Ultraviolet light therapy or ultraviolet phototherapy is a form of treatment for certain skin disorders including atopic skin disorder and vitiligo when used with psoralen to form the PUVA treatment.  It consists of irradiation of the patient with the UVA band of ultraviolet light (fairly closely matching the ultraviolet output from the sun), usually delivered from a fluorescent bulb specially designed to output this frequency of ultraviolet.

This treatment is similar to the light from good quality solariums but differs from the mainly UVB ultraviolet band used to treat psoriasis. Tanning beds are used both in dermatology practices for the treatment of cosmetic skin conditions (such as psoriasis, acne, eczema and vitiligo) and in indoor tanning salons for cosmetic tanning.

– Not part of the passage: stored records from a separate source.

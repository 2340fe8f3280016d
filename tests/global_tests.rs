//! Tests for the process-wide logger
//!
//! The global logger is shared by every test in this binary, so each test
//! holds `SERIAL` for its whole run.

use parking_lot::{const_mutex, Mutex};
use request_logger::config::{
    set_app_mode, set_app_name, set_child_path, set_log_path, set_log_type, set_no_buffer_write,
};
use request_logger::global;
use request_logger::prelude::*;
use serde_json::Value;
use std::fs;
use std::path::Path;
use std::time::Instant;
use tempfile::TempDir;

static SERIAL: Mutex<()> = const_mutex(());

fn init_file(dir: &Path, app: &str) {
    global::init(vec![
        set_app_name(app),
        set_log_type("file"),
        set_log_path(dir.to_string_lossy()),
        set_child_path("global.log"),
        set_no_buffer_write(),
    ]);
}

fn read_records(dir: &Path, app: &str) -> Vec<Value> {
    let mut records = Vec::new();
    for entry in fs::read_dir(dir.join(app)).expect("Failed to read log directory") {
        let content = fs::read_to_string(entry.unwrap().path()).expect("Failed to read log file");
        records.extend(content.lines().map(|line| serde_json::from_str::<Value>(line).unwrap()));
    }
    records
}

#[test]
fn test_uninitialized_falls_back_to_stdout() {
    let _guard = SERIAL.lock();
    global::shutdown().expect("Failed to shut down");

    assert!(!global::is_initialized());
    assert!(global::logger().is_none());

    // bare messages go to stdout; none of these may panic
    global::info("before init %d", &[Arg::from(1)]);
    global::warn_f(CallContext::Absent, "t", "before init", &[]);
    global::error("before init", &[Arg::from(Field::new("k", "v"))]);
    global::flush().expect("flush without a logger is a no-op");

    let tracer = global::query_tracer(QueryLogLevel::Info);
    tracer.trace(&CallContext::Absent, Instant::now(), &|| ("SELECT 1".to_string(), 1), None);
}

#[test]
fn test_global_file_sink() {
    let _guard = SERIAL.lock();
    let temp_dir = TempDir::new().expect("Failed to create temp dir");
    init_file(temp_dir.path(), "global-svc");

    let request = http::Request::builder()
        .uri("/v1/pay")
        .header("x-b3-traceid", "9f")
        .body(())
        .unwrap();
    global::info("boot %s", &[Arg::from("ok")]);
    global::error_f(&request, "payment", "declined %d", &[Arg::from(402)]);
    global::flush().expect("Failed to flush");

    let records = read_records(temp_dir.path(), "global-svc");
    assert_eq!(records.len(), 2);
    assert_eq!(records[0]["msg"], "boot ok");
    assert_eq!(records[0]["title"], "info");
    assert!(records[0]["caller"]
        .as_str()
        .unwrap()
        .starts_with("tests/global_tests.rs:"));
    assert_eq!(records[1]["level"], "error");
    assert_eq!(records[1]["path"], "/v1/pay");
    assert_eq!(records[1]["x-b3-traceid"], "9f");
    assert_eq!(records[1]["title"], "payment");

    global::shutdown().expect("Failed to shut down");
}

#[test]
fn test_init_accumulates_options() {
    let _guard = SERIAL.lock();
    let temp_dir = TempDir::new().expect("Failed to create temp dir");
    init_file(temp_dir.path(), "accumulate");

    global::init(vec![set_app_mode("prod")]);

    let config = global::config();
    assert_eq!(config.app_name(), "accumulate");
    assert_eq!(config.app_mode(), "prod");
    assert_eq!(config.log_type(), "file");

    global::info("after second init", &[]);
    global::flush().expect("Failed to flush");

    let records = read_records(temp_dir.path(), "accumulate");
    assert_eq!(records.len(), 1);
    assert_eq!(records[0]["app_mode"], "prod");

    global::shutdown().expect("Failed to shut down");
    assert_eq!(global::config().app_mode(), "prod");
}

#[test]
fn test_reinit_resets_level_to_info() {
    let _guard = SERIAL.lock();
    let temp_dir = TempDir::new().expect("Failed to create temp dir");
    init_file(temp_dir.path(), "levels");

    global::set_level(LogLevel::Error);
    global::info("suppressed", &[]);
    global::warn("suppressed", &[]);
    global::error("kept", &[]);

    global::init(vec![set_app_mode("staging")]);
    assert_eq!(global::level(), LogLevel::Info);
    global::info("visible again", &[]);
    global::flush().expect("Failed to flush");

    let mut messages: Vec<String> = read_records(temp_dir.path(), "levels")
        .iter()
        .map(|record| record["msg"].as_str().unwrap().to_string())
        .collect();
    messages.sort();
    assert_eq!(messages, ["kept", "visible again"]);

    global::shutdown().expect("Failed to shut down");
}

#[test]
fn test_failed_init_keeps_level() {
    let _guard = SERIAL.lock();
    let temp_dir = TempDir::new().expect("Failed to create temp dir");
    init_file(temp_dir.path(), "sticky");
    global::set_level(LogLevel::Warn);

    let blocker = temp_dir.path().join("blocker");
    fs::write(&blocker, b"file, not directory").unwrap();
    assert!(global::try_init(vec![set_log_path(blocker.to_string_lossy())]).is_err());
    assert_eq!(global::level(), LogLevel::Warn);

    global::set_level(LogLevel::Info);
    global::shutdown().expect("Failed to shut down");
}

#[test]
fn test_global_metrics() {
    let _guard = SERIAL.lock();
    global::shutdown().expect("Failed to shut down");
    assert!(global::metrics().is_none());

    let temp_dir = TempDir::new().expect("Failed to create temp dir");
    init_file(temp_dir.path(), "counted");
    global::set_level(LogLevel::Error);
    global::info("below threshold", &[]);
    global::warn_f(CallContext::Absent, "t", "below threshold", &[]);
    global::error("written", &[]);

    let metrics = global::metrics().expect("logger is initialized");
    assert_eq!(metrics.filtered, 2);
    assert_eq!(metrics.logged, 1);

    global::set_level(LogLevel::Info);
    global::shutdown().expect("Failed to shut down");
}

#[test]
fn test_failed_init_keeps_previous_logger() {
    let _guard = SERIAL.lock();
    let temp_dir = TempDir::new().expect("Failed to create temp dir");
    init_file(temp_dir.path(), "survivor");

    let blocker = temp_dir.path().join("blocker");
    fs::write(&blocker, b"file, not directory").unwrap();
    let result = global::try_init(vec![set_log_path(blocker.to_string_lossy())]);
    assert!(result.is_err());

    assert_eq!(
        global::config().log_path(),
        temp_dir.path().to_string_lossy()
    );

    global::warn("still here", &[]);
    global::flush().expect("Failed to flush");
    let records = read_records(temp_dir.path(), "survivor");
    assert_eq!(records.len(), 1);
    assert_eq!(records[0]["msg"], "still here");

    global::shutdown().expect("Failed to shut down");
}

#[test]
fn test_global_query_tracer_uses_global_sink() {
    let _guard = SERIAL.lock();
    let temp_dir = TempDir::new().expect("Failed to create temp dir");
    init_file(temp_dir.path(), "gorm");

    let tracer = global::query_tracer(QueryLogLevel::Warn);
    tracer.error(&CallContext::Absent, "lost connection to %s", &[Arg::from("db-1")]);
    tracer.trace(&CallContext::Absent, Instant::now(), &|| ("SELECT 1".to_string(), 1), None);
    global::flush().expect("Failed to flush");

    let records = read_records(temp_dir.path(), "gorm");
    assert_eq!(records.len(), 1, "fast queries are not logged at warn");
    assert_eq!(records[0]["level"], "error");
    assert_eq!(records[0]["title"], "sql_logger");
    assert!(records[0]["msg"]
        .as_str()
        .unwrap()
        .contains("lost connection to [db-1]"));

    global::shutdown().expect("Failed to shut down");
}
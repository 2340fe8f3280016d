//! Severity routing

use super::log_level::LogLevel;
use super::sink::{Event, Sink};
use std::io::Write;

/// Invoke the emission method of `sink` that matches `level`.
///
/// With no sink installed the bare message goes to stdout so it is not lost.
pub fn dispatch(sink: Option<&dyn Sink>, level: LogLevel, event: Event) {
    match sink {
        Some(sink) => match level {
            LogLevel::Info => sink.info(event),
            LogLevel::Warn => sink.warn(event),
            LogLevel::Error => sink.error(event),
        },
        None => fallback(&event.message),
    }
}

/// Like [`dispatch`] for a severity given by name; unknown names are ignored.
pub fn dispatch_named(sink: Option<&dyn Sink>, severity: &str, event: Event) {
    if let Ok(level) = severity.parse::<LogLevel>() {
        dispatch(sink, level, event);
    }
}

fn fallback(message: &str) {
    let mut stdout = std::io::stdout().lock();
    let _ = writeln!(stdout, "{}", message);
}
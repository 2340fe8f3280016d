//! Basic logger usage example
//!
//! Demonstrates the process-wide logger with request context and structured
//! fields on the console sink.
//!
//! Run with: cargo run --example basic_usage

use request_logger::config::{set_app_mode, set_app_name, set_log_type};
use request_logger::prelude::*;
use request_logger::{global, info_f, warn_f};

fn main() -> Result<()> {
    println!("=== Request Logger - Basic Usage Example ===\n");

    global::try_init(vec![
        set_app_name("checkout"),
        set_app_mode("dev"),
        set_log_type("console"),
    ])?;

    println!("1. Free functions, titled by severity:");
    global::info("service started on port %d", &[Arg::from(8080)]);
    global::warn("cache is cold", &[Arg::from(Field::new("entries", 0))]);

    println!("\n2. Request context through the macros:");
    let request = http::Request::builder()
        .uri("/v1/orders?id=17")
        .header("x-b3-traceid", "463ac35c9f6413ad")
        .header("app-name", "storefront")
        .body(())
        .map_err(|e| LoggerError::appender(e.to_string()))?;

    if let Some(logger) = global::logger() {
        info_f!(logger, &request, "orders", "order %s accepted", "A-17", Field::new("items", 3));
        warn_f!(logger, &request, "orders", "payment took %dms", 950);
    }

    println!("\n3. Raising the threshold:");
    global::set_level(LogLevel::Error);
    global::info("hidden", &[]);
    global::error_f(&request, "orders", "payment declined", &[]);

    if let Some(metrics) = global::metrics() {
        println!("\nlogged={} filtered={}", metrics.logged, metrics.filtered);
    }

    // the global logger is never dropped; flush buffered records before exit
    global::shutdown()?;

    println!("\n=== Example completed successfully! ===");
    Ok(())
}
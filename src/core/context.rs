//! Call-site context classification and field enrichment
//!
//! A record's context is decided at the call boundary as one of three shapes:
//! a web request, nothing at all, or some other value that is logged through
//! its display form. Each shape maps to a fixed set of fields.

use super::field::Field;
use std::fmt;

/// Header carrying the distributed trace / request id
pub const REQUEST_ID_HEADER: &str = "x-b3-traceid";
/// Header naming the calling application
pub const ORIGIN_APP_HEADER: &str = "app-name";

pub const KEY_PATH: &str = "path";
pub const KEY_TITLE: &str = "title";
pub const KEY_ORIGIN_APP_NAME: &str = "origin_app_name";
pub const KEY_CTX: &str = "ctx";

/// Read access to an inbound web request.
///
/// Implemented for [`http::Request`] and [`http::request::Parts`], so
/// handlers built on the `http` types (axum, hyper, tower) can pass their
/// request directly.
pub trait RequestContext {
    /// Value of the header `name`, if present and valid UTF-8
    fn header(&self, name: &str) -> Option<&str>;

    /// Request target as received: path plus query string
    fn request_uri(&self) -> String;
}

fn uri_target(uri: &http::Uri) -> String {
    uri.path_and_query()
        .map(|pq| pq.as_str().to_string())
        .unwrap_or_else(|| uri.path().to_string())
}

impl<B> RequestContext for http::Request<B> {
    fn header(&self, name: &str) -> Option<&str> {
        self.headers().get(name).and_then(|v| v.to_str().ok())
    }

    fn request_uri(&self) -> String {
        uri_target(self.uri())
    }
}

impl RequestContext for http::request::Parts {
    fn header(&self, name: &str) -> Option<&str> {
        self.headers.get(name).and_then(|v| v.to_str().ok())
    }

    fn request_uri(&self) -> String {
        uri_target(&self.uri)
    }
}

/// The context a record is logged under
#[derive(Clone, Copy, Default)]
pub enum CallContext<'a> {
    /// An inbound web request
    Request(&'a dyn RequestContext),
    /// No context supplied
    #[default]
    Absent,
    /// Any other value, logged as its display string
    Opaque(&'a dyn fmt::Display),
}

impl<'a> CallContext<'a> {
    pub fn request(request: &'a dyn RequestContext) -> Self {
        CallContext::Request(request)
    }

    pub fn opaque(value: &'a dyn fmt::Display) -> Self {
        CallContext::Opaque(value)
    }

    pub fn is_absent(&self) -> bool {
        matches!(self, CallContext::Absent)
    }
}

impl fmt::Debug for CallContext<'_> {
    fn fmt(&self, f: &mut fmt::Formatter<'_>) -> fmt::Result {
        match self {
            CallContext::Request(request) => f
                .debug_tuple("Request")
                .field(&request.request_uri())
                .finish(),
            CallContext::Absent => f.write_str("Absent"),
            CallContext::Opaque(value) => f.debug_tuple("Opaque").field(&value.to_string()).finish(),
        }
    }
}

impl<'a, B> From<&'a http::Request<B>> for CallContext<'a> {
    fn from(request: &'a http::Request<B>) -> Self {
        CallContext::Request(request)
    }
}

impl<'a> From<&'a http::request::Parts> for CallContext<'a> {
    fn from(parts: &'a http::request::Parts) -> Self {
        CallContext::Request(parts)
    }
}

impl<'a> From<Option<&'a dyn RequestContext>> for CallContext<'a> {
    fn from(request: Option<&'a dyn RequestContext>) -> Self {
        request.map_or(CallContext::Absent, CallContext::Request)
    }
}

/// Fields contributed by `ctx`, always including `title`.
///
/// A request always yields `path`, the request-id header, `title` and
/// `origin_app_name`; missing headers become empty strings.
pub fn enrich(ctx: &CallContext<'_>, title: &str) -> Vec<Field> {
    match ctx {
        CallContext::Request(request) => vec![
            Field::new(KEY_PATH, request.request_uri()),
            Field::new(REQUEST_ID_HEADER, request.header(REQUEST_ID_HEADER).unwrap_or("")),
            Field::new(KEY_TITLE, title),
            Field::new(
                KEY_ORIGIN_APP_NAME,
                request.header(ORIGIN_APP_HEADER).unwrap_or(""),
            ),
        ],
        CallContext::Absent => vec![Field::new(KEY_TITLE, title)],
        CallContext::Opaque(value) => vec![
            Field::new(KEY_CTX, value.to_string()),
            Field::new(KEY_TITLE, title),
        ],
    }
}

#[cfg(test)]
mod tests {
    use super::*;
    use crate::core::field::FieldValue;

    fn keys(fields: &[Field]) -> Vec<&str> {
        fields.iter().map(|f| f.key.as_str()).collect()
    }

    #[test]
    fn test_enrich_request() {
        let request = http::Request::builder()
            .uri("/v1/x?page=2")
            .header(REQUEST_ID_HEADER, "abc123")
            .header(ORIGIN_APP_HEADER, "gateway")
            .body(())
            .unwrap();

        let fields = enrich(&CallContext::from(&request), "login");
        assert_eq!(
            fields,
            vec![
                Field::new("path", "/v1/x?page=2"),
                Field::new("x-b3-traceid", "abc123"),
                Field::new("title", "login"),
                Field::new("origin_app_name", "gateway"),
            ]
        );
    }

    #[test]
    fn test_enrich_request_missing_headers() {
        let (parts, _) = http::Request::builder()
            .uri("/health")
            .body(())
            .unwrap()
            .into_parts();

        let fields = enrich(&CallContext::from(&parts), "healthcheck");
        assert_eq!(keys(&fields), ["path", "x-b3-traceid", "title", "origin_app_name"]);
        assert_eq!(fields[1].value, FieldValue::String(String::new()));
        assert_eq!(fields[3].value, FieldValue::String(String::new()));
    }

    #[test]
    fn test_enrich_absent() {
        let fields = enrich(&CallContext::Absent, "info");
        assert_eq!(fields, vec![Field::new("title", "info")]);
    }

    #[test]
    fn test_enrich_opaque() {
        let job = "nightly-batch";
        let fields = enrich(&CallContext::opaque(&job), "cron");
        assert_eq!(
            fields,
            vec![Field::new("ctx", "nightly-batch"), Field::new("title", "cron")]
        );
    }

    #[test]
    fn test_from_optional_request() {
        let none: Option<&dyn RequestContext> = None;
        assert!(CallContext::from(none).is_absent());
    }
}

Typical treatment regimens involve short exposure to UVB rays 3 to 5 times a week at a hospital or clinic, and repeated sessions may be required before results are noticeable. Almost all of the conditions that respond to UVB light are chronic problems, so continuous treatment is required to keep those problems in check. Home UVB systems are common solutions for those whose conditions respond to treatment. Home systems permit patients to treat themselves every other day (the ideal treatment regimen for most) without the frequent, costly trips to the office/clinic and back.

Side effects
Side-effects may include itching and redness of the skin due to UVB exposure, and possibly sunburn, if patients do not minimize exposure to natural UV rays during treatment days. Cataracts can frequently develop if the eyes are not protected from UVB light exposure. To date, there is no link between an increase in a patient's risk of skin cancer and the proper use of narrow-band UVB phototherapy. "Proper use" is generally defined as reaching the "Sub-Erythemic Dose" (S.E.D.), the maximum amount of UVB your skin can receive without burning.
Certain fungal growths under the toenail can be treated using a specific wavelength of UV delivered from a high-power LED (light-emitting diode) and can be safer than traditional systemic drugs.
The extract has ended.